# 02 Tune CATE estimators

In this notebook, we will tune the hyperparemeters for our CATE methods.

### Contents:
1. Description of estimator library  
2. Setting up  
3. Actual tuning

## 1. Description of estimator library

We will consider the following estimators:

1. S-learner:  
A. RF  
B. XGB
2. T-learner:  
A. Lasso  
B. logistic  
C. RF  
D. XGB
3. X-learner:  
A. Outcome_learner: lasso, effect_learner: lasso  
B. Outcome_learner: logistic, effect_learner: lasso  
C. Outcome_learner: RF, effect_learner: lasso  
D. Outcome_learner: XGB, effect_learner: lasso
4. R-learner:  
A. Outcome_learner: lasso, effect_learner: lasso  
B. Outcome_learner: lasso, effect_learner: XGB  
C. Outcome_learner: RF, effect_learner: lasso  
E. Outcome_learner: RF, effect_learner: RF

R-learner base learner types were chosen independently at random from {lasso, RF, XGB}

We will tune the models for the 4 outcomes: GI, cardio, hypertension, severe GI, without perturbations.

## 2. Setting up

In [6]:
# Standard imports
import numpy as np
import pandas as pd
import sys
import copy
import random
import joblib

# Import sklearn methods
from xgboost import XGBRegressor
from sklearn.ensemble import RandomForestRegressor
from sklearn.linear_model import Lasso, LogisticRegression
from sklearn.model_selection import StratifiedKFold

# Import own methods
from methods.data_processing import prepare_df, separate_vars
from methods.cate_estimator_wrappers import (SLearnerWrapper, TLearnerWrapper,
                                             XLearnerWrapper, RLearnerWrapper,
                                             CausalTreeWrapper, CausalForestWrapper)
from methods.cate_estimator_validation import make_estimator_library

The autoreload extension is already loaded.

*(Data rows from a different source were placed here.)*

// Copyright (C) 2025 Category Labs, Inc.
//
// This program is free software: you can redistribute it and/or modify
// it under the terms of the GNU General Public License as published by
// the Free Software Foundation, either version 3 of the License, or
// (at your option) any later version.
//
// This program is distributed in the hope that it will be useful,
// but WITHOUT ANY WARRANTY; without even the implied warranty of
// MERCHANTABILITY or FITNESS FOR A PARTICULAR PURPOSE.  See the
// GNU General Public License for more details.
//
// You should have received a copy of the GNU General Public License
// along with this program.  If not, see <http://www.gnu.org/licenses/>.

//! V8 CPU profile payloads.
//!
//! Two layouts exist in the wild:
//! - the current flat layout, with `nodes` carrying `callFrame` and either
//!   `children` or `parent` links, timestamps in microseconds and sample
//!   spacing in `timeDeltas`
//! - the legacy layout, with a nested `head` tree, times in seconds and
//!   absolute `timestamps`
//!
//! Both deserialize into [`Profile`]; interpretation is left to the analysis
//! layer.

use bon::Builder;
use serde::{Deserialize, Deserializer, Serialize};
use serde_json::Value;

#[derive(Debug, Clone, Default, PartialEq, Serialize, Deserialize, Builder)]
#[serde(rename_all = "camelCase")]
pub struct Profile {
    #[serde(default)]
    #[builder(default)]
    pub start_time: f64,
    #[serde(default)]
    #[builder(default)]
    pub end_time: f64,
    /// Flat node list, current layout.
    #[serde(default, skip_serializing_if = "Option::is_none")]
    pub nodes: Option<Vec<ProfileNode>>,
    /// Nested root, legacy layout.
    #[serde(default, skip_serializing_if = "Option::is_none")]
    pub head: Option<LegacyProfileNode>,
    /// Leaf node id per sample.
    #[serde(default, skip_serializing_if = "Option::is_none")]
    pub samples: Option<Vec<u32>>,
    #[serde(default, skip_serializing_if = "Option::is_none")]
    pub time_deltas: Option<Vec<f64>>,
    #[serde(default, skip_serializing_if = "Option::is_none")]
    pub timestamps: Option<Vec<f64>>,
    #[serde(default, skip_serializing_if = "Option::is_none")]
    pub lines: Option<Vec<i64>>,
}

/// A node of the flat layout.
///
/// Older flat profiles put the frame fields directly on the node instead of
/// under `callFrame`; both are accepted.
#[derive(Debug, Clone, Default, PartialEq, Serialize, Deserialize, Builder)]
#[serde(rename_all = "camelCase")]
pub struct ProfileNode {
    pub id: u32,
    #[serde(default, skip_serializing_if = "Option::is_none")]
    pub call_frame: Option<CallFrame>,
    #[serde(default)]
    #[builder(default, into)]
    pub function_name: String,
    #[serde(default, deserialize_with = "deserialize_script_id")]
    #[builder(default, into)]
    pub script_id: String,
    #[serde(default)]
    #[builder(default, into)]
    pub url: String,
    #[serde(default)]
    #[builder(default)]
    pub line_number: i64,
    #[serde(default)]
    #[builder(default)]
    pub column_number: i64,
    #[serde(default, skip_serializing_if = "Option::is_none")]
    pub hit_count: Option<u32>,
    #[serde(default, skip_serializing_if = "Option::is_none")]
    pub children: Option<Vec<u32>>,
    #[serde(default, skip_serializing_if = "Option::is_none")]
    pub parent: Option<u32>,
    #[serde(default, skip_serializing_if = "Option::is_none")]
    pub position_ticks: Option<Vec<PositionTick>>,
    #[serde(default, skip_serializing_if = "Option::is_none")]
    pub deopt_reason: Option<String>,
}

/// A node of the legacy nested layout.
#[derive(Debug, Clone, Default, PartialEq, Serialize, Deserialize)]
#[serde(rename_all = "camelCase")]
pub struct LegacyProfileNode {
    #[serde(default, skip_serializing_if = "Option::is_none")]
    pub id: Option<u32>,
    #[serde(default, skip_serializing_if = "Option::is_none")]
    pub call_frame: Option<CallFrame>,
    #[serde(default)]
    pub function_name: String,
    #[serde(default, deserialize_with = "deserialize_script_id")]
    pub script_id: String,
    #[serde(default)]
    pub url: String,
    #[serde(default)]
    pub line_number: i64,
    #[serde(default)]
    pub column_number: i64,
    #[serde(default, skip_serializing_if = "Option::is_none")]
    pub hit_count: Option<u32>,
    #[serde(default)]
    pub children: Vec<LegacyProfileNode>,
    #[serde(default, skip_serializing_if = "Option::is_none")]
    pub deopt_reason: Option<String>,
}

/// Source location of a profiled function. Line and column are zero-based,
/// `-1` when unknown.
#[derive(Debug, Clone, PartialEq, Eq, Hash, Serialize, Deserialize, Builder)]
#[serde(rename_all = "camelCase")]
pub struct CallFrame {
    #[builder(into)]
    pub function_name: String,
    #[serde(default, deserialize_with = "deserialize_script_id")]
    #[builder(default, into)]
    pub script_id: String,
    #[serde(default)]
    #[builder(default, into)]
    pub url: String,
    #[serde(default = "default_line")]
    #[builder(default = -1)]
    pub line_number: i64,
    #[serde(default = "default_line")]
    #[builder(default = -1)]
    pub column_number: i64,
}

#[derive(Debug, Clone, PartialEq, Serialize, Deserialize)]
pub struct PositionTick {
    pub line: i64,
    pub ticks: u64,
}

fn default_line() -> i64 {
    -1
}

fn deserialize_script_id<'de, D>(deserializer: D) -> Result<String, D::Error>
where
    D: Deserializer<'de>,
{
    use serde::de::Error;

    let value: Value = Deserialize::deserialize(deserializer)?;
    match value {
        Value::String(s) => Ok(s),
        Value::Number(n) => Ok(n.to_string()),
        Value::Null => Ok(String::new()),
        _ => Err(D::Error::custom("expected string or number for scriptId")),
    }
}

#[cfg(test)]
mod tests {
    use super::*;
    use serde_json::json;

    #[test]
    fn flat_profile_with_parent_links() {
        let profile: Profile = serde_json::from_value(json!({
            "startTime": 1000,
            "endTime": 11000,
            "nodes": [
                {"id": 1, "callFrame": {"functionName": "(root)", "scriptId": "0", "url": ""}},
                {"id": 2, "parent": 1, "callFrame": {"functionName": "main", "scriptId": 7, "url": "a.js", "lineNumber": 3, "columnNumber": 1}}
            ],
            "samples": [2, 2],
            "timeDeltas": [0, 100]
        }))
        .unwrap();
        let nodes = profile.nodes.unwrap();
        assert_eq!(nodes[1].parent, Some(1));
        let frame = nodes[1].call_frame.as_ref().unwrap();
        assert_eq!(frame.script_id, "7");
        assert_eq!(frame.line_number, 3);
        assert_eq!(nodes[0].call_frame.as_ref().unwrap().line_number, -1);
        assert_eq!(profile.time_deltas.unwrap(), vec![0.0, 100.0]);
    }

    #[test]
    fn legacy_profile_with_nested_head() {
        let profile: Profile = serde_json::from_value(json!({
            "startTime": 1.5,
            "endTime": 2.5,
            "head": {
                "functionName": "(root)",
                "scriptId": 0,
                "children": [{"functionName": "(program)", "hitCount": 4}]
            }
        }))
        .unwrap();
        let head = profile.head.unwrap();
        assert_eq!(head.children.len(), 1);
        assert_eq!(head.children[0].hit_count, Some(4));
        assert!(profile.nodes.is_none());
    }

    #[test]
    fn rejects_bad_script_id() {
        let result: Result<CallFrame, _> =
            serde_json::from_value(json!({"functionName": "f", "scriptId": [1]}));
        assert!(result.is_err());
    }
}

To reload it, use:
  %reload_ext autoreload


### 2.1. Defining some globals

In [2]:
BASEDIR = "/home/ubuntu/vioxx_vigor/"
DATA_PATH = BASEDIR + "data/01_transformed/20jul2020/"
cv = StratifiedKFold(n_splits = 4, shuffle = True, random_state = 405)
features = ["male", "white", "US", "PUB_PRIOR_HISTORY", 'elderly_65_adj',
            "HYPGRP", "DBTGRP", "CHLGRP", "ASPFDA", "ASCGRP", 'obese',
            "PSTRDS", "PNSAIDS", "PNAPRXN", "smoker", "drinker"]
treatment_var = "TREATED"

### 2.2. Defining parameter grids and base learners

In [3]:
lasso_grid = {"alpha" : np.logspace(-5,5,500) }
logistic_grid = {"penalty" : ["l1", "l2"], 
                 "C" : np.logspace(-5,5,500)}
rf_grid = {'min_samples_leaf': [10,50,100,200,300,400,500],
           'max_depth': [3,4,5,6,7,8],
           'bootstrap': [False, True],
           'n_estimators': [100,200,300,400,500]}
xgb_grid = {'max_depth': [5,6,7,8,9,10,11,12],
            'gamma': [0, 0.1, 0.2, 0.3, 0.4],
            'subsample': [0.7, 0.75, 0.8,1],
            'reg_lambda': [100,150,200,250, 300, 350, 400],
            'n_estimators': [200, 300, 400, 500, 600, 700, 800, 900, 1000],
            'min_child_weight': [4,5,6,7,8,9,10],
            'learning_rate': [0.1,0.125,0.15,0.175,0.2,0.225,0.25]}

base_learners = {"lasso" : Lasso(),
                 "logistic" : LogisticRegression(solver = "liblinear", 
                                                 max_iter = 500),
                 "rf" : RandomForestRegressor(),
                 "xgb" : XGBRegressor(objective = "reg:squarederror")}
param_grids = {"lasso" : lasso_grid,
               "logistic" : logistic_grid,
               "rf" : rf_grid,
               "xgb" : xgb_grid}

### 2.3. Select 4 base learner type combinations for R-learner.
##### (don't need to run this cell again)

In [None]:
r_learners_all = {}
for name_1 in ["lasso", "rf", "xgb"]:
    for name_2 in ["lasso", "rf", "xgb"]:
        RLearnerWrapper(X, t, y, cv,
                        outcome_learner = base_learners[name_1],
                        effect_learner = base_learners[name_2],
                        outcome_param_grid = param_grids[name_1],
                        effect_param_grid = param_grids[name_2])
random.seed(405)
r_learner_names = random.sample(list(r_methods_all.keys()), 4)
# r_learner_names = ['r_lassolasso', 'r_lassoxgb', 'r_rfrf', 'r_lassorf']

## 3. Actual tuning

In [None]:
results = {}
for response_var in ["GI", "cfd_cardio", "all_hypertension", "severe_GI"]:
    print("=== Getting results for " + response_var + " ===")
    DIR_PATH = DATA_PATH + response_var + "/"
    trainval_df = prepare_df(DIR_PATH + "trainval_data.csv", 
                             features, response_var, treatment_var)
    X, t, y = separate_vars(trainval_df, response_var, treatment_var)
    results[response_var] = make_estimator_library(X, t, y, cv, 
                                                   base_learners, param_grids, 
                                                   n_iter = 200)
    tuned_params = {}
    for estimator_name, estimator in results[response_var].items():
        tuned_params[estimator_name] = estimator.get_params()
    joblib.dump(tuned_params, "data_files/" + 
                f"{response_var}/{response_var}_tuned_params")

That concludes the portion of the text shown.